Poucos exemplos na história da filosofia e da ciência ilustram essa busca e as transformações do conhecimento humano tão claramente quanto o conceito da Harmonia das Esferas, cujas origens datam do período pré-Socrático da filosofia, em torno de 650 a.C. Foi Pitágoras quem propôs que as órbitas planetárias obedecessem a um espaçamento predeterminado por leis matemáticas independentes da história de formação do Sistema Solar e dos planetas: segundo ele e seus discípulos, as distâncias entre os planetas deveriam seguir padrões que espelhassem nos céus as harmonias da música: "Existe geometria no som das cordas; existe música no espaçamento das esferas", segundo um texto atribuído a ele. (Provavelmente não de sua autoria.)
Evidentemente, os estudiosos pitagóricos não sabiam que planetas e suas órbitas (elipses com maior ou menor excentricidade) são produto de uma história de formação que depende de uma dinâmica um tanto complexa, ainda hoje objeto de estudo da astronomia. Para eles, a geometria determinava a forma dos céus: as mesmas leis matemáticas atuavam em todas as escalas, do terrestre ao cósmico.
Esta visão foi revisitada pelo astrônomo alemão Johannes Kepler que tentou, no início do século XVII, dar nova vida aos conceitos pitagóricos. Ainda jovem, Kepler fez uma pergunta que determinou o rumo de sua produção científica: O que determina o número de planetas (6 na época, os visíveis a olho nu) e suas distâncias ao Sol? Sendo um pitagoriano munido de dados, Kepler buscou a resposta na geometria, que acreditava ser a linguagem que Deus usou para criar o cosmo.

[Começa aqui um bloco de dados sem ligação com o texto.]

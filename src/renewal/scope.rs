/// Scope factory (C3): binds the selected plugins and shared services for
/// one renewal attempt, and a nested scope for one identifier within it.
/// Rust ownership gives scope-exit release for free in the common case;
/// the Identifier scope additionally exposes an explicit async `release()`
/// because challenge cleanup is fallible I/O a `Drop` impl cannot await, and
/// it must run on every exit path including timeout and error.
use super::acme::AcmeClientWrapper;
use super::error::Result;
use super::plugin::{
    CertificateService, ConfirmationPrompt, NullConfirmation, PluginRegistry, StorePlugin,
    TaskScheduler, ValidationPlugin,
};
use super::target::{RunLevel, Target};
use std::sync::Arc;

/// Per-renewal context: the plugins and services selected for one
/// `ScheduledRenewal`.
pub struct RenewalContext {
    pub run_level: RunLevel,
    pub registry: Arc<PluginRegistry>,
    pub store: Arc<dyn StorePlugin>,
    pub acme_client: Arc<dyn AcmeClientWrapper>,
    pub certificate_service: Arc<dyn CertificateService>,
    pub task_scheduler: Arc<dyn TaskScheduler>,
    pub confirm: Arc<dyn ConfirmationPrompt>,
}

impl RenewalContext {
    pub fn new(
        run_level: RunLevel,
        registry: Arc<PluginRegistry>,
        store: Arc<dyn StorePlugin>,
        acme_client: Arc<dyn AcmeClientWrapper>,
        certificate_service: Arc<dyn CertificateService>,
        task_scheduler: Arc<dyn TaskScheduler>,
    ) -> Self {
        Self {
            run_level,
            registry,
            store,
            acme_client,
            certificate_service,
            task_scheduler,
            confirm: Arc::new(NullConfirmation),
        }
    }

    /// Override the confirmation collaborator (e.g. for an interactive run).
    pub fn with_confirmation(mut self, confirm: Arc<dyn ConfirmationPrompt>) -> Self {
        self.confirm = confirm;
        self
    }

    /// Build a nested scope for one DNS identifier within `target`, with a
    /// validation plugin instance specialized for it.
    pub async fn identifier_scope(
        &self,
        target: &Target,
        identifier: &str,
        validation_name: &str,
    ) -> Result<IdentifierContext> {
        let factory = self
            .registry
            .resolve_validation(validation_name, target)
            .selected()
            .ok_or_else(|| {
                super::error::RenewalError::plugin_unavailable("validation")
            })?;

        Ok(IdentifierContext {
            identifier: identifier.to_string(),
            validation_plugin: None,
            challenge_type: factory.challenge_type().to_string(),
            factory,
        })
    }
}

/// Nested scope for one identifier: carries the validation plugin factory
/// and — once resolved — the live instance that must be released on exit.
pub struct IdentifierContext {
    pub identifier: String,
    pub challenge_type: String,
    factory: Arc<dyn super::plugin::ValidationPluginFactory>,
    validation_plugin: Option<Box<dyn ValidationPlugin>>,
}

impl IdentifierContext {
    pub async fn resolve_plugin(
        &mut self,
        target: &Target,
        options: &super::target::RunOptions,
        run_level: RunLevel,
    ) -> Result<()> {
        let plugin = self.factory.acquire(target, options, run_level).await?;
        self.validation_plugin = Some(plugin);
        Ok(())
    }

    pub fn plugin_mut(&mut self) -> Option<&mut Box<dyn ValidationPlugin>> {
        self.validation_plugin.as_mut()
    }

    /// Release the prepared challenge artifact. Must be called on every exit
    /// path — success, invalid, timeout, or error — before the scope ends.
    pub async fn release(&mut self) -> Result<()> {
        if let Some(plugin) = self.validation_plugin.as_mut() {
            plugin.release().await?;
        }
        Ok(())
    }
}
use crate::server::api::AppState;
use axum::{
    extract::{Request, State},
    http::StatusCode,
    middleware::Next,
    response::Response,
};

/// Middleware for API Key authentication
pub async fn api_key_auth(
    State(_state): State<AppState>,
    req: Request,
    next: Next,
) -> Result<Response, StatusCode> {
    let auth_header = req.headers().get("X-API-Key").and_then(|h| h.to_str().ok());

    // In a real scenario, we would check against a configured key in AppState
    // For now, we'll use a placeholder logic or ignore if not configured
    match auth_header {
        Some(key) if key == "secret-admin-key" => Ok(next.run(req).await),
        _ => {
            tracing::warn!("Unauthorized access attempt to API");
            Err(StatusCode::UNAUTHORIZED)
        }
    }
}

O astrônomo propôs que os 6 planetas e suas distâncias eram determinadas pelos 5 sólidos perfeitos. (Dois deles, a pirâmide e o cubo, são bem familiares.) Arranjando-os um dentro do outro como bonecas russas, Kepler situou as órbitas planetárias no espaço entre os sólidos. Usando geometria, pôde calcular as distâncias que, com precisão de 5%, coincidiram com os dados.
A visão de Kepler nada tem a ver com a realidade; hoje, o número de planetas é 8 e não 6, e suas distâncias são determinadas pela história de formação do Sistema Solar.
Curiosamente, o sonho de Pitágoras e Kepler realizou-se na física atômica. As órbitas dos elétrons em torno do núcleo atômico obedecem a padrões geométricos semelhantes aos de cordas vibrando: cada órbita está relacionada a um padrão e tem uma energia associada; o elétron só pode estar nessas órbitas, espaçadas descontinuamente.

Ao contrário das órbitas planetárias, as órbitas eletrônicas e suas distâncias não são consequência da história do átomo, mas fixas matematicamente, justamente o que Pitágoras e Kepler queriam.